Control Strategies Applied to a Residential CHP System Based on PEMFC Technology

Micro-cogeneration systems have received increasing attention in recent years because, by providing both useful electricity and heat with high efficiency, they can have a strategic role in reduction of greenhouse gas emissions according to the European Union targets. Among the micro-cogeneration technologies, Proton Exchange Membrane Fuel Cells (PEMFCs) are considered an emerging alternative to combustion-based cogeneration systems because of their high power density, low operating temperature, and fast start-up and shutdown.
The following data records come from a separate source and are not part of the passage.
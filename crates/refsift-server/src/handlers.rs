//! HTTP handlers for the upload / select / download flow.

use std::sync::Arc;

use axum::extract::{Multipart, Query, State};
use axum::http::header;
use axum::response::{Html, IntoResponse, Response};
use serde::Deserialize;

use refsift_core::partition;
use refsift_ingest::load_named;
use refsift_model::Table;
use refsift_output::to_csv_bytes;
use refsift_session::{ColumnChoice, SessionId};

use crate::{ApiError, AppState, pages};

/// GET /: the upload form.
pub async fn upload_page() -> Html<&'static str> {
    Html(pages::UPLOAD_HTML)
}

/// POST /: multipart upload of one reference file and N data files.
///
/// Loads every file by its extension-derived format, merges the data tables
/// into one, persists both sides under a fresh session, and responds with
/// the column-selection page.
pub async fn upload(
    State(state): State<AppState>,
    mut multipart: Multipart,
) -> Result<Html<String>, ApiError> {
    let mut reference: Option<Table> = None;
    let mut data_tables: Vec<Table> = Vec::new();

    while let Some(field) = multipart.next_field().await? {
        let Some(part) = field.name().map(str::to_string) else {
            continue;
        };
        let file_name = field.file_name().unwrap_or_default().to_string();
        let bytes = field.bytes().await?;
        match part.as_str() {
            "reference" => {
                reference = Some(load_named(&bytes, &file_name)?);
            }
            "data_files" => {
                data_tables.push(load_named(&bytes, &file_name)?);
            }
            other => {
                tracing::debug!(part = other, "ignoring unexpected multipart field");
            }
        }
    }

    let reference = reference.ok_or_else(|| {
        ApiError::BadRequest("please upload a reference file".to_string())
    })?;
    if data_tables.is_empty() {
        return Err(ApiError::BadRequest(
            "please upload at least one data file".to_string(),
        ));
    }
    // Merging and persisting are CPU and file work; keep them off the
    // async runtime.
    let store = Arc::clone(&state.store);
    let page = tokio::task::spawn_blocking(move || {
        let data = refsift_core::merge(&data_tables)?;
        let session = store.create(&data, &reference)?;
        tracing::info!(
            session = %session,
            data_rows = data.n_rows(),
            reference_rows = reference.n_rows(),
            "upload complete"
        );
        Ok::<String, ApiError>(pages::select_columns(
            session,
            data.columns(),
            reference.columns(),
        ))
    })
    .await??;
    Ok(Html(page))
}

#[derive(Debug, Deserialize)]
pub struct ProcessForm {
    pub session_id: String,
    pub data_column: String,
    pub reference_column: String,
}

/// POST /process: store the chosen column pair for a session.
pub async fn process(
    State(state): State<AppState>,
    axum::Form(form): axum::Form<ProcessForm>,
) -> Result<Html<String>, ApiError> {
    let session: SessionId = form.session_id.parse()?;
    let choice = ColumnChoice {
        data_column: form.data_column,
        reference_column: form.reference_column,
    };
    let store = Arc::clone(&state.store);
    tokio::task::spawn_blocking(move || store.set_columns(session, choice)).await??;
    Ok(Html(pages::download_links(session)))
}

#[derive(Debug, Deserialize)]
pub struct DownloadQuery {
    pub session: String,
}

#[derive(Debug, Clone, Copy)]
enum Side {
    Missing,
    Existing,
}

impl Side {
    fn file_name(self) -> &'static str {
        match self {
            Self::Missing => "missing_records.csv",
            Self::Existing => "existing_records.csv",
        }
    }
}

/// GET /download/missing: rows absent from the reference column.
pub async fn download_missing(
    State(state): State<AppState>,
    Query(query): Query<DownloadQuery>,
) -> Result<Response, ApiError> {
    download(&state, &query.session, Side::Missing).await
}

/// GET /download/existing: rows present in the reference column.
pub async fn download_existing(
    State(state): State<AppState>,
    Query(query): Query<DownloadQuery>,
) -> Result<Response, ApiError> {
    download(&state, &query.session, Side::Existing).await
}

async fn download(state: &AppState, session: &str, side: Side) -> Result<Response, ApiError> {
    let session: SessionId = session.parse()?;
    // Store reads hit the filesystem and the partition scans every row;
    // run both on the blocking pool.
    let store = Arc::clone(&state.store);
    let bytes = tokio::task::spawn_blocking(move || {
        let (data, reference) = store.get_tables(session)?;
        let choice = store.get_columns(session)?;

        let result = partition(
            &data,
            &choice.data_column,
            &reference,
            &choice.reference_column,
        )?;
        let table = match side {
            Side::Missing => &result.missing,
            Side::Existing => &result.existing,
        };
        let bytes = to_csv_bytes(table)?;
        tracing::info!(
            session = %session,
            file = side.file_name(),
            rows = table.n_rows(),
            "serving partition download"
        );
        Ok::<Vec<u8>, ApiError>(bytes)
    })
    .await??;

    Ok((
        [
            (header::CONTENT_TYPE, "text/csv".to_string()),
            (
                header::CONTENT_DISPOSITION,
                format!("attachment; filename=\"{}\"", side.file_name()),
            ),
        ],
        bytes,
    )
        .into_response())
}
In this paper, a micro-cogeneration system (CHP) for residential application is investigated and its overall performance, under different control strategies, has been evaluated. The system consists of a natural gas steam reforming unit, a PEMFC unit, a heat recovery unit, a control unit and a DC/AC converter. In order to evaluate the CHP primary energy savings, according to the European Union directive 2004/8/EC, an Energy Management Algorithm (EMA) has been implemented. The EMA code allows to calculate all in/out energy fluxes by varying the CHP system operation mode in order to find the optimal control strategy month by month. This optimization procedure is based on system performance parameters such as the second-law efficiency, ηII, and the primary energy saving, PES. Results show that the CHP system allows to satisfy the electrical and thermal energy demand of a typical Italian household with a primary energy saving about equal to 28%.